0:19 – Peeters sits shoulder to shoulder with Schuiten to work on a page. In this video, you see them work through a page, with Schuiten throwing away multiple full-size pages as he works through the layout issues. These “thumbnails” are not thumbnail-sized.
(Lost the time code, sorry) – Schuiten wasn’t using his heavyweight ink bottle holder yet. But he did have this lovely golden thing-a-ma-bobber. Looks like an Egyptian pyramid souvenir. I’m guessing that top would close over the ink jar to keep it from drying up. I also love the blue and white pen with four different inks inside. Those were a big hit at my school in the late 80s or so. And, yes, that’s a lot of pencils. But not ALL of them.
8:11 – See what I mean? I bet Schuiten never looks around the room for a pencil to draw with. He’s already more efficient than I am.
3:56 – He DID use a more traditional pencil sharpener, though!
What does he do with all those pencils?
5:40 – He spots his blacks!
8:27 – He colors the comic in! Here’s Schuiten coloring around a word balloon. We’ll get to more of the lettering shortly….
8:49 – He brushes off the pencil/eraser shavings with — feathers. That may be the most gentlemanly thing I’ve seen a cartoonist do since those pictures of comic strip artists in the 60s working in a suit and tie.
7:45 – Schuiten has drawn in the guidelines for his lettering. Sadly, there is no section in the video of him running an Ames Guide across a T-square.
7:24 – Because he’s doing it by eye! It’s possible he’s doing this as a rough, and that the final version will use the exact precision an Ames Guide offers. Or, it’s possible that Francois Schuiten is the Chuck Norris of comics. At this point, it wouldn’t surprise me to find out that this tool isn’t even a T-Square. It’s just a ruler and Schuiten’s left hand has a built-in level. Maybe there’s a floating bubble built into his wrist to tell him when his lines are level?
9:42 – Later in the video, as he’s inking borders in, you can see plenty more letters waiting to be inked in below those borders. Looks like he’s working on this page one tier at a time.

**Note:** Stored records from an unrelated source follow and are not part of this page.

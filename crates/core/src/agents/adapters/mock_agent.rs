//! Scripted backend for tests and dry runs. Never spawns a process.

use crate::agents::agent_type::BackendKind;
use crate::agents::base::{
    AgentBackend, AgentError, AgentRunResult, DependencyStatus, RunOptions, RunningAgent,
    StopReason,
};
use async_trait::async_trait;
use chrono::{DateTime, Utc};
use parking_lot::Mutex;
use std::collections::{HashMap, VecDeque};
use std::time::{Duration, Instant};
use tokio::sync::watch;

/// What a mock run produces.
#[derive(Debug, Clone, PartialEq)]
pub struct MockResponse {
    pub output: String,
    pub success: bool,
    /// How long the run stays active before resolving.
    pub delay: Duration,
    pub error: Option<AgentError>,
}

impl MockResponse {
    pub fn success(output: impl Into<String>) -> Self {
        Self {
            output: output.into(),
            success: true,
            delay: Duration::ZERO,
            error: None,
        }
    }

    pub fn failure(error: AgentError) -> Self {
        Self {
            output: String::new(),
            success: false,
            delay: Duration::ZERO,
            error: Some(error),
        }
    }

    pub fn with_delay(mut self, delay: Duration) -> Self {
        self.delay = delay;
        self
    }
}

struct Rule {
    pattern: String,
    responses: VecDeque<MockResponse>,
}

/// Removes a run from the table when the run ends or its future is dropped.
struct RunEntry<'a> {
    runs: &'a Mutex<HashMap<String, MockRun>>,
    id: String,
}

impl Drop for RunEntry<'_> {
    fn drop(&mut self) {
        self.runs.lock().remove(&self.id);
    }
}

struct MockRun {
    output: String,
    started_at: DateTime<Utc>,
    stop: watch::Sender<Option<StopReason>>,
}

/// Backend answering prompts from a script.
///
/// Rules are matched in insertion order by substring of the prompt. A rule
/// yields its responses in order and then keeps repeating the last one.
pub struct MockBackend {
    available: bool,
    default: MockResponse,
    rules: Mutex<Vec<Rule>>,
    prompts: Mutex<Vec<(String, String)>>,
    runs: Mutex<HashMap<String, MockRun>>,
}

impl Default for MockBackend {
    fn default() -> Self {
        Self::new()
    }
}

impl MockBackend {
    pub fn new() -> Self {
        Self {
            available: true,
            default: MockResponse::success("Mock response"),
            rules: Mutex::new(Vec::new()),
            prompts: Mutex::new(Vec::new()),
            runs: Mutex::new(HashMap::new()),
        }
    }

    pub fn unavailable() -> Self {
        Self {
            available: false,
            ..Self::new()
        }
    }

    pub fn with_default(mut self, response: MockResponse) -> Self {
        self.default = response;
        self
    }

    pub fn with_rule(self, pattern: impl Into<String>, responses: Vec<MockResponse>) -> Self {
        self.rules.lock().push(Rule {
            pattern: pattern.into(),
            responses: responses.into(),
        });
        self
    }

    /// Prompts received so far, in order.
    pub fn prompts(&self) -> Vec<String> {
        self.prompts.lock().iter().map(|(_, p)| p.clone()).collect()
    }

    /// Run ids received so far, in order.
    pub fn run_ids(&self) -> Vec<String> {
        self.prompts.lock().iter().map(|(id, _)| id.clone()).collect()
    }

    fn next_response(&self, prompt: &str) -> MockResponse {
        let mut rules = self.rules.lock();
        let Some(rule) = rules.iter_mut().find(|r| prompt.contains(&r.pattern)) else {
            return self.default.clone();
        };
        if rule.responses.len() > 1 {
            rule.responses.pop_front().unwrap_or_else(|| self.default.clone())
        } else {
            rule.responses
                .front()
                .cloned()
                .unwrap_or_else(|| self.default.clone())
        }
    }
}

#[async_trait]
impl AgentBackend for MockBackend {
    fn kind(&self) -> BackendKind {
        BackendKind::Mock
    }

    async fn run(&self, options: RunOptions) -> AgentRunResult {
        let run_id = options.id.clone();
        if !self.available {
            return AgentRunResult::failed(
                run_id,
                AgentError::NotAvailable("mock backend disabled".to_string()),
            );
        }

        let started = Instant::now();
        self.prompts
            .lock()
            .push((run_id.clone(), options.prompt.clone()));
        let response = self.next_response(&options.prompt);

        let (stop_tx, mut stop_rx) = watch::channel(None);
        self.runs.lock().insert(
            run_id.clone(),
            MockRun {
                output: response.output.clone(),
                started_at: Utc::now(),
                stop: stop_tx,
            },
        );
        let guard = RunEntry {
            runs: &self.runs,
            id: run_id.clone(),
        };
        options.started(&run_id, None);
        options.output(&response.output);

        let stopped = tokio::select! {
            _ = tokio::time::sleep(response.delay) => None,
            changed = stop_rx.wait_for(Option::is_some) => changed.ok().and_then(|r| *r),
        };
        drop(guard);

        let (success, error) = match stopped {
            Some(StopReason::Completed) => (true, None),
            Some(reason) => (false, Some(AgentError::Stopped(reason))),
            None => (response.success, response.error),
        };
        AgentRunResult {
            run_id,
            success,
            exit_code: success.then_some(0),
            output: response.output,
            error,
            duration: started.elapsed(),
        }
    }

    async fn stop(&self, run_id: &str, reason: StopReason) -> bool {
        match self.runs.lock().get(run_id) {
            Some(run) => {
                run.stop.send_replace(Some(reason));
                true
            }
            None => false,
        }
    }

    async fn is_available(&self) -> bool {
        self.available
    }

    async fn dependency_status(&self) -> DependencyStatus {
        DependencyStatus {
            name: "mock".to_string(),
            installed: self.available,
            path: None,
            version: None,
            install_hint: "The mock backend needs no installation.".to_string(),
        }
    }

    fn running_agents(&self) -> Vec<RunningAgent> {
        let mut agents: Vec<RunningAgent> = self
            .runs
            .lock()
            .iter()
            .map(|(id, run)| RunningAgent {
                run_id: id.clone(),
                pid: None,
                started_at: run.started_at,
            })
            .collect();
        agents.sort_by(|a, b| a.run_id.cmp(&b.run_id));
        agents
    }

    fn is_running(&self, run_id: &str) -> bool {
        self.runs.lock().contains_key(run_id)
    }

    fn partial_output(&self, run_id: &str) -> Option<String> {
        self.runs.lock().get(run_id).map(|r| r.output.clone())
    }

    async fn dispose(&self) {
        for run in self.runs.lock().values() {
            run.stop.send_replace(Some(StopReason::Cancelled));
        }
    }
}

9:48 – There might not be video of him inking the sound effects, but there video of him inking in the balloons! It’s just a lot of careful work, lots of short lines, and a ton of experience to guide his hand. Word balloons in France and Belgium are not often oval like they are here in North America. They prefer the rectangles. (Have you read “Lake of Fire” yet? One of the tricks Nathan Fairbairn uses to make the book feel like an authentic Franco-Belgian comic is that shape on his balloons.)
6:53 – The letters come from Benoit Peeters’ script, of course, and here’s a short clip of the writer at work. It’s short because watching a writer work is ten times less interesting than an artist.

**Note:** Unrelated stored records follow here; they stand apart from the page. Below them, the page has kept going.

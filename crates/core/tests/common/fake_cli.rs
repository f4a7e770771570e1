//! Fake agent CLIs.
//!
//! A fake CLI is a shell script run through `sh`, so the tests exercise the
//! real supervisor, stdin prompt delivery and stream parsing without any
//! agent installed.

use apc_core::agents::{AgentSettings, BackendKind, CliBackend, CliProfile, RetryPolicy};
use apc_core::supervisor::{ProcessSupervisor, SupervisorSettings};
use std::path::Path;
use std::time::Duration;

/// Supervisor with short grace periods.
#[allow(dead_code)]
pub fn test_supervisor() -> ProcessSupervisor {
    ProcessSupervisor::new(SupervisorSettings {
        grace_period: Duration::from_millis(500),
        kill_wait: Duration::from_millis(500),
        ..SupervisorSettings::default()
    })
}

/// Write `body` as a script in `dir` and return a backend that runs it.
///
/// The script receives the prompt on stdin. Retries are disabled.
#[allow(dead_code)]
pub fn fake_cli(dir: &Path, body: &str, supervisor: ProcessSupervisor) -> CliBackend {
    let script = dir.join("fake_agent.sh");
    std::fs::write(&script, format!("#!/bin/sh\n{body}\n")).unwrap();

    // Profiles describe real CLIs with static arguments.
    let script: &'static str = Box::leak(script.to_string_lossy().into_owned().into_boxed_str());
    let args: &'static [&'static str] = Box::leak(vec![script].into_boxed_slice());
    let profile = CliProfile {
        kind: BackendKind::Claude,
        program: "sh",
        args,
        model_flag: "--model",
        default_models: ["", "", ""],
        install_command: None,
        install_hint: "fake CLI",
        orphan_signature: "fake_agent.sh",
        mcp_config: None,
    };
    let settings = AgentSettings {
        heartbeat_interval: Duration::from_millis(200),
        idle_threshold: Duration::from_secs(30),
        ..AgentSettings::default()
    };
    CliBackend::new(profile, supervisor, settings).with_retry(RetryPolicy::none())
}

/// A stream-json assistant line carrying `text` as the cumulative message.
#[allow(dead_code)]
pub fn assistant_line(text: &str) -> String {
    serde_json::json!({
        "type": "assistant",
        "message": { "content": [{ "type": "text", "text": text }] }
    })
    .to_string()
}

/// A stream-json result line.
#[allow(dead_code)]
pub fn result_line(text: &str) -> String {
    serde_json::json!({ "type": "result", "result": text }).to_string()
}

/// Script lines printing each of `lines` verbatim.
#[allow(dead_code)]
pub fn print_lines(lines: &[String]) -> String {
    let mut script = String::from("cat <<'JSON'\n");
    for line in lines {
        script.push_str(line);
        script.push('\n');
    }
    script.push_str("JSON\n");
    script
}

I didn’t convert to a Mac until 2004, so this shot over Peeters’ shoulder is before my time. Which word processing program is he using here?
11:46 – I find this shot of his finished colored pencils absolutely fascinating. It’s like looking at a Photoshop document when you’ve hidden the art’s ink line layer and are left with just the colors. But there are inks on the page:
10:29 – Here he is inking over his pencils and his colored pencils and probably some paints of some kind mixed in there, as well.
3:42 – My daughter has a tendency to stick her tongue out when she’s working hard. If she’s trying a new skill in her dance class or trying to dribble the ball down a soccer field, the tongue sticks out. As he’s penciling in some rough panel borders here, Schuiten is thinking so hard that his tongue is coming out, too. Somewhere, there’s a scientific paper that explains this and, in all likelihood, a vaguely Latin-sounding name for the condition.